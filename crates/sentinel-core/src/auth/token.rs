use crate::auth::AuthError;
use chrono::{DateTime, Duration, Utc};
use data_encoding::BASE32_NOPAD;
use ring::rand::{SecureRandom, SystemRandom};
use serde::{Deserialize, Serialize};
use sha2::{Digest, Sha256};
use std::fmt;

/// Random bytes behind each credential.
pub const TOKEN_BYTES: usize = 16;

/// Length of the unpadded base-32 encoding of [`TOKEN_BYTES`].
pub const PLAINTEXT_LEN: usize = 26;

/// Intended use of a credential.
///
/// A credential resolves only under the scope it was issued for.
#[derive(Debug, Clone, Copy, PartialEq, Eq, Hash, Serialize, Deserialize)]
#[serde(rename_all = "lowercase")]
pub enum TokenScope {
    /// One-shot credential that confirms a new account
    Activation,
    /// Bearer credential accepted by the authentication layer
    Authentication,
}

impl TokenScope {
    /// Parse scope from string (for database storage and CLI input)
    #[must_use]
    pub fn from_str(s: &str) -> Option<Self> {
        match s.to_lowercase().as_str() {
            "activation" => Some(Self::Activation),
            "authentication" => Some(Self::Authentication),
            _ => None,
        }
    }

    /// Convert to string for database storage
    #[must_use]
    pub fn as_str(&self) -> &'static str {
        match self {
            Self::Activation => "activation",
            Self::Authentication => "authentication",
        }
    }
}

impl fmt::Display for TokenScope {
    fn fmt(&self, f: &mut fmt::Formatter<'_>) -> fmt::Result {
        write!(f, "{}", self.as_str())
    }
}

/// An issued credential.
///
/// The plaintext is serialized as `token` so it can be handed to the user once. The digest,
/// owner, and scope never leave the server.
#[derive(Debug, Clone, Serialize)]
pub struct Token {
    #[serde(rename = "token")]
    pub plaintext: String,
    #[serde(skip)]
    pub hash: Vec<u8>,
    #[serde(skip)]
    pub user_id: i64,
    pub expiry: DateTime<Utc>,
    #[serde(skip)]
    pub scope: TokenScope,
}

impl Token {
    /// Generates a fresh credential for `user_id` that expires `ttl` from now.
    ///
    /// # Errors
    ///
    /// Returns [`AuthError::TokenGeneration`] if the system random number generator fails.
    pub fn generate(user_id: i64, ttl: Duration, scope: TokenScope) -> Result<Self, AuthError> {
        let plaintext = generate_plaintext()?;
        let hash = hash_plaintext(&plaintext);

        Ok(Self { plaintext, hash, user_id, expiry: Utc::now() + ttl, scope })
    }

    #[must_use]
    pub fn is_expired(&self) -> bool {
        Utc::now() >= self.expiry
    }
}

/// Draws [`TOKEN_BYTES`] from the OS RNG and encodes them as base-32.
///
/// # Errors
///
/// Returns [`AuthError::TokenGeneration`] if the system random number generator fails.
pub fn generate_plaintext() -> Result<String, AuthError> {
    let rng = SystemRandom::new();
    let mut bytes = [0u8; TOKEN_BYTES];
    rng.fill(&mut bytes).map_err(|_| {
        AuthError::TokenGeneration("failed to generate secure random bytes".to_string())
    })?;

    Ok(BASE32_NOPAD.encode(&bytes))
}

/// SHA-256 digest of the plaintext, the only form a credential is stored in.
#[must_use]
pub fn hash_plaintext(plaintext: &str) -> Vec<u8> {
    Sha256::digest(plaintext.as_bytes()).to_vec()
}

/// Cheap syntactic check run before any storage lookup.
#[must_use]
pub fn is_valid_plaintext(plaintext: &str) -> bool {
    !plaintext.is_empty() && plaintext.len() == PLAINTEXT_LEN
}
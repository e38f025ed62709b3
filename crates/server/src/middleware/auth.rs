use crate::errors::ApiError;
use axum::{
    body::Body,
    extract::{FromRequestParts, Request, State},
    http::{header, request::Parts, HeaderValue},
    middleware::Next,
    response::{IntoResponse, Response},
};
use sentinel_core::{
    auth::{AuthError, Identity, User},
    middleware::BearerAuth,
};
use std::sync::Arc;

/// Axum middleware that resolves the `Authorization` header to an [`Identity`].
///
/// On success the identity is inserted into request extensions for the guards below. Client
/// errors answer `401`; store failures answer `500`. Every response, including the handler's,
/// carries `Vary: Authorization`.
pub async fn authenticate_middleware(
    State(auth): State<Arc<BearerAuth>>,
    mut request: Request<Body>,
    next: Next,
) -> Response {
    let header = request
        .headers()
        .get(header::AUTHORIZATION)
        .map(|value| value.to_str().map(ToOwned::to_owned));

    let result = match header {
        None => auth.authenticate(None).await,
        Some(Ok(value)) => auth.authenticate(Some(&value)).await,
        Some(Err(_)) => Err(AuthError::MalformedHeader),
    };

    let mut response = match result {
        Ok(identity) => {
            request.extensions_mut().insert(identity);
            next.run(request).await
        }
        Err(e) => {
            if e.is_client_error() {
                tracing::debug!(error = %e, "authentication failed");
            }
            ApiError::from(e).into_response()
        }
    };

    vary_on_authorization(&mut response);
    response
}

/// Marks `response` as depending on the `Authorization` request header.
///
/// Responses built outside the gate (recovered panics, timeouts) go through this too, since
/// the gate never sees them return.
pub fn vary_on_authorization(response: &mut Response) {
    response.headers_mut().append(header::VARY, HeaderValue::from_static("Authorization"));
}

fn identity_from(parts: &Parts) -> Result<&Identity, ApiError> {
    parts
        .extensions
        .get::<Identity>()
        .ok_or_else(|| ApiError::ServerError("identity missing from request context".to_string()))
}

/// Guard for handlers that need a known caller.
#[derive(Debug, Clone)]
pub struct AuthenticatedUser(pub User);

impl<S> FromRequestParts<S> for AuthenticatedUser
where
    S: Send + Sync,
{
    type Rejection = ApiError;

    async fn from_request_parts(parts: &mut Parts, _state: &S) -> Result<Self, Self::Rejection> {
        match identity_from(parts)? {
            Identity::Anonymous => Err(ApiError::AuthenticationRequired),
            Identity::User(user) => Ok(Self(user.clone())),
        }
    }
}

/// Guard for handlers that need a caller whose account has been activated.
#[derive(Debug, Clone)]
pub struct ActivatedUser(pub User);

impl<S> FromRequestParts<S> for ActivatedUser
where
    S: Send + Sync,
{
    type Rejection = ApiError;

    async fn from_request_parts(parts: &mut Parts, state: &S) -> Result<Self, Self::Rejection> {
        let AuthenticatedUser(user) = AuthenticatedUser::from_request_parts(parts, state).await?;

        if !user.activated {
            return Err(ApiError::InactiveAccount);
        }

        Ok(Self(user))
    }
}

----------------

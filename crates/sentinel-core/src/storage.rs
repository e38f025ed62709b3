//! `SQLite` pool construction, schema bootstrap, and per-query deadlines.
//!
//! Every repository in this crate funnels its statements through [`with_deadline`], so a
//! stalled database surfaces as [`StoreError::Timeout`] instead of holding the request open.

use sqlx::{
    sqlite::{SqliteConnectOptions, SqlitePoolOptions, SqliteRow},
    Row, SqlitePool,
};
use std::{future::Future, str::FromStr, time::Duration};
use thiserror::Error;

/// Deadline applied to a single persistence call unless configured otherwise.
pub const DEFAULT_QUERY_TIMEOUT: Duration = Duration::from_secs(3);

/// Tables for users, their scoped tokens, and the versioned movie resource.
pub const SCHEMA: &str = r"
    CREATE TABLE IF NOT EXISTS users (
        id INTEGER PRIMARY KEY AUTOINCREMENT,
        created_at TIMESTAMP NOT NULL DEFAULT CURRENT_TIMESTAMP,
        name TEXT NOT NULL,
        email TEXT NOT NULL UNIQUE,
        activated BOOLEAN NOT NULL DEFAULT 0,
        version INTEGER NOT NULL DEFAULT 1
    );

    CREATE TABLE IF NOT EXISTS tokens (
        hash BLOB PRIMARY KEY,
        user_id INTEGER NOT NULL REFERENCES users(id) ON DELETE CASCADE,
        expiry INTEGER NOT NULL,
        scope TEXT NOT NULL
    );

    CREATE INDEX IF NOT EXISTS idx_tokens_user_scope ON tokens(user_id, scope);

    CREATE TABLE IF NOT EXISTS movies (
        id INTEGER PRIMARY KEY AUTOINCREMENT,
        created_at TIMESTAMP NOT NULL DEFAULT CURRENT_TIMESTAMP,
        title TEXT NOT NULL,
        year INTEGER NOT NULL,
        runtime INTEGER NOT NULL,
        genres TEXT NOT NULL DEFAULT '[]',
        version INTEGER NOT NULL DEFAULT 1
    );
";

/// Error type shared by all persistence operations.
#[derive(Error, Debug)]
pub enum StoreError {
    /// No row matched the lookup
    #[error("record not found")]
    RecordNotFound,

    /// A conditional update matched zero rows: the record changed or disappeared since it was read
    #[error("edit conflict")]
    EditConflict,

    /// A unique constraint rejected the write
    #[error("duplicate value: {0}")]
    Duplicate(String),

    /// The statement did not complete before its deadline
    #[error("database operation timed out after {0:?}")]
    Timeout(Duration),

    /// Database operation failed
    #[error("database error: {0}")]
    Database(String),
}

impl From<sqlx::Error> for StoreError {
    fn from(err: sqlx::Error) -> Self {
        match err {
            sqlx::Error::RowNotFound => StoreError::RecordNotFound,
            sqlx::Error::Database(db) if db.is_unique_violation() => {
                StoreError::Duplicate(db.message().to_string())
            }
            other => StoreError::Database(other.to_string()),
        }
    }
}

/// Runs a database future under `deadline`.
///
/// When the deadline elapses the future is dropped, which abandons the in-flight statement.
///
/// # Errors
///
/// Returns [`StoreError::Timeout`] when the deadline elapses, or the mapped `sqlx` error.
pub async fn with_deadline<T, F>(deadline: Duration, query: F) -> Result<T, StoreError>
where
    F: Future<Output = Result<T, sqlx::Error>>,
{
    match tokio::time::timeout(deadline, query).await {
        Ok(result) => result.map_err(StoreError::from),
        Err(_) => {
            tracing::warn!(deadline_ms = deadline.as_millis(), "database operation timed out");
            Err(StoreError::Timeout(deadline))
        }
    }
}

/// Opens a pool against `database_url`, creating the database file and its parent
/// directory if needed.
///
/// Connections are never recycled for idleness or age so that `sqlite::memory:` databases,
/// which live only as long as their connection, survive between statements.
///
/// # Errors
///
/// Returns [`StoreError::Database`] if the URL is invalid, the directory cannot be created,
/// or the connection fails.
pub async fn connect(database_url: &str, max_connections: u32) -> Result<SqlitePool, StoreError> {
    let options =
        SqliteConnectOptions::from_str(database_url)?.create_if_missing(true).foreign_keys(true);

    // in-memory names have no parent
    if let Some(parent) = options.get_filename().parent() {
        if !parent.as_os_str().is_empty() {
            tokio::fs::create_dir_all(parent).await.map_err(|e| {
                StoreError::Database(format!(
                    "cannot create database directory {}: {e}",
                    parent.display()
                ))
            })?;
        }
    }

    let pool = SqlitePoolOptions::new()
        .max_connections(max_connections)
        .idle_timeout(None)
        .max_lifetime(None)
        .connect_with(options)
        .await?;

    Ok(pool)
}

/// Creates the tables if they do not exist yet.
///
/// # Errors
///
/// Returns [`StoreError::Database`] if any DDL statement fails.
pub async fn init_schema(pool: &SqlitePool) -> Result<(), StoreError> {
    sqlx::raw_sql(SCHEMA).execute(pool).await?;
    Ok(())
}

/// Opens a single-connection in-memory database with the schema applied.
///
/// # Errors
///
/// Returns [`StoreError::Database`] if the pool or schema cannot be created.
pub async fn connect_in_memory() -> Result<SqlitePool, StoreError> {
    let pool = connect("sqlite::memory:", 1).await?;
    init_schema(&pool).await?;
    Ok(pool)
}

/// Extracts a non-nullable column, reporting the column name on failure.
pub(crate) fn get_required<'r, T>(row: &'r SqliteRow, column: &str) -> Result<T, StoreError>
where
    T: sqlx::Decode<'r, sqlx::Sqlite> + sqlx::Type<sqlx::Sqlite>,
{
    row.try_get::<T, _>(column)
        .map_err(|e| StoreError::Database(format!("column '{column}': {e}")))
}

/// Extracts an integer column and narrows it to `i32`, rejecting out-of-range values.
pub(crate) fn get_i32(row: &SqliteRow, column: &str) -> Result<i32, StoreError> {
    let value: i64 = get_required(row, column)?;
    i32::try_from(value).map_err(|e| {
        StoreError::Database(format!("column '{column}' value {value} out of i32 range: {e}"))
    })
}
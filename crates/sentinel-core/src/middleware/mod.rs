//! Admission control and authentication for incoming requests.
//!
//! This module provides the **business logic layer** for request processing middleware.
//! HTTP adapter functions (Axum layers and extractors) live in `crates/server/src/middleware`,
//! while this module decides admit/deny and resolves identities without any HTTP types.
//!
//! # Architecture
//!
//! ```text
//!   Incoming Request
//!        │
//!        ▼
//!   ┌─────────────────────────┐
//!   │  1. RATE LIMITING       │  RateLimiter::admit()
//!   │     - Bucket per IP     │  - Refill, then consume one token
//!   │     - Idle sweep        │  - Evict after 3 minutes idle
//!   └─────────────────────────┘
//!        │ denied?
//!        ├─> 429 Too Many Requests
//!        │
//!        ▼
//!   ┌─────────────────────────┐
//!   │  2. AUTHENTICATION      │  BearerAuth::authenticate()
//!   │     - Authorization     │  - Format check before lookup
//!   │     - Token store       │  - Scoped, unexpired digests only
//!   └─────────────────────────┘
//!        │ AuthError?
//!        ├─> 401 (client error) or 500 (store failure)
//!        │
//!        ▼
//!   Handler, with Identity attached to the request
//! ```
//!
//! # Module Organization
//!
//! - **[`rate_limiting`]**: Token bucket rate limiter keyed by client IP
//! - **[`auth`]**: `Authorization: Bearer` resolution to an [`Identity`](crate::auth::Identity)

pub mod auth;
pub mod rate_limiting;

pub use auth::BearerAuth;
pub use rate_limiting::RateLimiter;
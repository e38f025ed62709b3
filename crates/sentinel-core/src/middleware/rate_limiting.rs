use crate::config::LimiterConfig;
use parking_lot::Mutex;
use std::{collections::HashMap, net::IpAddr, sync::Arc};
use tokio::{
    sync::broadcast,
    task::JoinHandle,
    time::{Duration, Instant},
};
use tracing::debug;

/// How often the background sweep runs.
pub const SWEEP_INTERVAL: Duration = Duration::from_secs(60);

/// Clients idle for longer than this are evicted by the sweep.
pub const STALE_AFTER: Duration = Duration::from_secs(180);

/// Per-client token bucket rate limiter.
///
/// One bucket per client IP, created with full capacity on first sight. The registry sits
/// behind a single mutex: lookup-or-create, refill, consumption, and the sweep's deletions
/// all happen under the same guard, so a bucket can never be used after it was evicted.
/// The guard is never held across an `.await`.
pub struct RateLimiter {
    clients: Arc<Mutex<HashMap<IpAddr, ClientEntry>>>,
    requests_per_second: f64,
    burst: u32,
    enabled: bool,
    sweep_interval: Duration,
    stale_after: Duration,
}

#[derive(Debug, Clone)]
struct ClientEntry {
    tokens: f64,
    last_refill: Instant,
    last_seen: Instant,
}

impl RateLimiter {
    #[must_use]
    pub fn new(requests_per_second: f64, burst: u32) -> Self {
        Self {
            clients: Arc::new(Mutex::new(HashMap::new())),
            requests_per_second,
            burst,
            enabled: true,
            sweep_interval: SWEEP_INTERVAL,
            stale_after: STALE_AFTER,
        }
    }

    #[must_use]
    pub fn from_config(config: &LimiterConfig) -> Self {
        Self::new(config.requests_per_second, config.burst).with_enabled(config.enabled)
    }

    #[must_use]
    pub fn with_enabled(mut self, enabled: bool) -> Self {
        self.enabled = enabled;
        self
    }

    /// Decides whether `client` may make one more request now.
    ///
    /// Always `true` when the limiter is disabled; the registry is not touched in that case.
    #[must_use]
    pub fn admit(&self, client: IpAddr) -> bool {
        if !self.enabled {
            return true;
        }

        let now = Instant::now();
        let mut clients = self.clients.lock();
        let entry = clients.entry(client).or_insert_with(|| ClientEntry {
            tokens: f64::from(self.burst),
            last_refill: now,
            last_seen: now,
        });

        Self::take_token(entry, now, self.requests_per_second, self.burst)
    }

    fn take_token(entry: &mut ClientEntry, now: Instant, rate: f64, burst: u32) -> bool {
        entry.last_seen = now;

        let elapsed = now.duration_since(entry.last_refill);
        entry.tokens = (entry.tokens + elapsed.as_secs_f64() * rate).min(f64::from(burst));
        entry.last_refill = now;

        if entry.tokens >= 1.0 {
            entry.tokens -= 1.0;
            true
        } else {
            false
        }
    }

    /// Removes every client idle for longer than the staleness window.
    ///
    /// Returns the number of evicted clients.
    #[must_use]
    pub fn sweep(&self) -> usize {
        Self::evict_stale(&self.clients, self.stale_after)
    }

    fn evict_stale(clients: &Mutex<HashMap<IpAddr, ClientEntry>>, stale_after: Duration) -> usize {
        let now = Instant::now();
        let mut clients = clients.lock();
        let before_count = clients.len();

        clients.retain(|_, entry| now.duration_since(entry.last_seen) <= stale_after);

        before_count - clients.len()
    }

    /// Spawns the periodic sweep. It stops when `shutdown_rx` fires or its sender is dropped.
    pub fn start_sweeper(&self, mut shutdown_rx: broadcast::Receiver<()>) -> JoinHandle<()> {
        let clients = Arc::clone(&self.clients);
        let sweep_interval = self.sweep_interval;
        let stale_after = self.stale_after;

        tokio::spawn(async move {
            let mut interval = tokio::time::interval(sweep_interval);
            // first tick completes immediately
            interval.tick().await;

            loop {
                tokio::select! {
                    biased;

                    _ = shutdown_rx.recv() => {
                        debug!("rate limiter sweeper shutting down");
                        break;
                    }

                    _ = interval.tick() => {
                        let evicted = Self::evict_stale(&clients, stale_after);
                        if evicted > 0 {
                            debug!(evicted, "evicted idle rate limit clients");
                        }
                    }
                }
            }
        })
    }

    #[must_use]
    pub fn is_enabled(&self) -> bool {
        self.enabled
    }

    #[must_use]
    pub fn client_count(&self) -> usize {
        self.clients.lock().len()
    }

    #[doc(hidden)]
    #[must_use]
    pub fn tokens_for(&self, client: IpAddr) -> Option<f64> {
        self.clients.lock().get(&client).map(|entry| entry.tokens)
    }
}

----------------

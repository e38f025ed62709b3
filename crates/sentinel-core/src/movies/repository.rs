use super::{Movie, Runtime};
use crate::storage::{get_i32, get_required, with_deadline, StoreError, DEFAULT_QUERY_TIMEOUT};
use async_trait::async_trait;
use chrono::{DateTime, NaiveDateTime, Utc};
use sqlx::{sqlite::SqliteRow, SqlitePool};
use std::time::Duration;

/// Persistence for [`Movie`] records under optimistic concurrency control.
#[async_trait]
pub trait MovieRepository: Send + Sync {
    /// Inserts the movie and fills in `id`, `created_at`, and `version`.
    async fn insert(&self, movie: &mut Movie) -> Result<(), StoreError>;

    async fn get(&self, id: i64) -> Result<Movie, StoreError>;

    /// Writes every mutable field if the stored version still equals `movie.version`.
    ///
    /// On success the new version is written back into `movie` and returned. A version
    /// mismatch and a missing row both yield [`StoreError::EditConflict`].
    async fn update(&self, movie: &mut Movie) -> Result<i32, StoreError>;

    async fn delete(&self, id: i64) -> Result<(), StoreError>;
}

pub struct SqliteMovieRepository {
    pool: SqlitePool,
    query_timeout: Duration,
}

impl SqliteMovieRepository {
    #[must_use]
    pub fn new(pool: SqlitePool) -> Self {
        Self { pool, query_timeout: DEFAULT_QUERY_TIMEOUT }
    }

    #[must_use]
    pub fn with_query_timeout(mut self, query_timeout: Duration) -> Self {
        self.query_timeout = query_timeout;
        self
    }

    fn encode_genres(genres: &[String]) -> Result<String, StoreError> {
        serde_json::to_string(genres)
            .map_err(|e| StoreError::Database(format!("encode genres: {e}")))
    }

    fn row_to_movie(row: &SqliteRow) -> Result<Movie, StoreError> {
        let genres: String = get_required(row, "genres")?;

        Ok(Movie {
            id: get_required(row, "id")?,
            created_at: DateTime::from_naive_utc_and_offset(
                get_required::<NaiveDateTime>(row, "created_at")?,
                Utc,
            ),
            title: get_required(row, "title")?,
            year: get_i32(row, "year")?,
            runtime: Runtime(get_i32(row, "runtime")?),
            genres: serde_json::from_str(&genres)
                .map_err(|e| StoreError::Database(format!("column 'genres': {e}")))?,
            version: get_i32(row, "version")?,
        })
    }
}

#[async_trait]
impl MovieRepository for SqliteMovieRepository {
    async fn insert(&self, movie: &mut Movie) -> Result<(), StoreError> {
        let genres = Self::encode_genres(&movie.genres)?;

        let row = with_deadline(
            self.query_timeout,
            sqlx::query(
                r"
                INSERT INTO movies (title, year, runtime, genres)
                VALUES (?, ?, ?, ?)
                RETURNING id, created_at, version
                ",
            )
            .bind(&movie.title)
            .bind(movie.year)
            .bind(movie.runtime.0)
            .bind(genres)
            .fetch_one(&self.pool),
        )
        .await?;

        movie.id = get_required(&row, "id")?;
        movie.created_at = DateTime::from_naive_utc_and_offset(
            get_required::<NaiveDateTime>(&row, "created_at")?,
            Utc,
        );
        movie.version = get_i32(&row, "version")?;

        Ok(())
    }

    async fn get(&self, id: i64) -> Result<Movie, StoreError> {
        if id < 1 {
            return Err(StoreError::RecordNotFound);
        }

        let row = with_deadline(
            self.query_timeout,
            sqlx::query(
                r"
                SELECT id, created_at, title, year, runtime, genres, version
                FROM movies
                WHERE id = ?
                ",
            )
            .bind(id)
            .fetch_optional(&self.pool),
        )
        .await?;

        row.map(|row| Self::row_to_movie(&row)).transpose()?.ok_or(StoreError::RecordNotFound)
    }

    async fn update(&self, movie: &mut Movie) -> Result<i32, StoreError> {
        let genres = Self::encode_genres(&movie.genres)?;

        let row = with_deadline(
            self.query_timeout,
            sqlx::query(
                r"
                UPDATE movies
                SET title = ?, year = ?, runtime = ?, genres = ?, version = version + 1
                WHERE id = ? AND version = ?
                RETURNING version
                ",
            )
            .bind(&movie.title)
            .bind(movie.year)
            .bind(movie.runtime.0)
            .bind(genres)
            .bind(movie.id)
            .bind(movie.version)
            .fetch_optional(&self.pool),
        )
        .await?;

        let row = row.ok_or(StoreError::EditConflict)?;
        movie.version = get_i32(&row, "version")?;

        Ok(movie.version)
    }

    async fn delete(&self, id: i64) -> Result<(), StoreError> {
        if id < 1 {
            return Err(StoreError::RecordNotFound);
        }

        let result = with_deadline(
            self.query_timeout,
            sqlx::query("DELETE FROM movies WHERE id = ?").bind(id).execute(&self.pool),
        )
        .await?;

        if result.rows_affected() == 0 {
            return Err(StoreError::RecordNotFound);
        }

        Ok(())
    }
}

----------------

- **Work order**
Could you restate word for word the lines above from the one containing "filename crates/sentinel-core/src/auth/token.rs" through the one containing "was issued for.", both included, and nothing else?

- **Output below**
filename crates/sentinel-core/src/auth/token.rs
use crate::auth::AuthError;
use chrono::{DateTime, Duration, Utc};
use data_encoding::BASE32_NOPAD;
use ring::rand::{SecureRandom, SystemRandom};
use serde::{Deserialize, Serialize};
use sha2::{Digest, Sha256};
use std::fmt;

/// Random bytes behind each credential.
pub const TOKEN_BYTES: usize = 16;

/// Length of the unpadded base-32 encoding of [`TOKEN_BYTES`].
pub const PLAINTEXT_LEN: usize = 26;

/// Intended use of a credential.
///
/// A credential resolves only under the scope it was issued for.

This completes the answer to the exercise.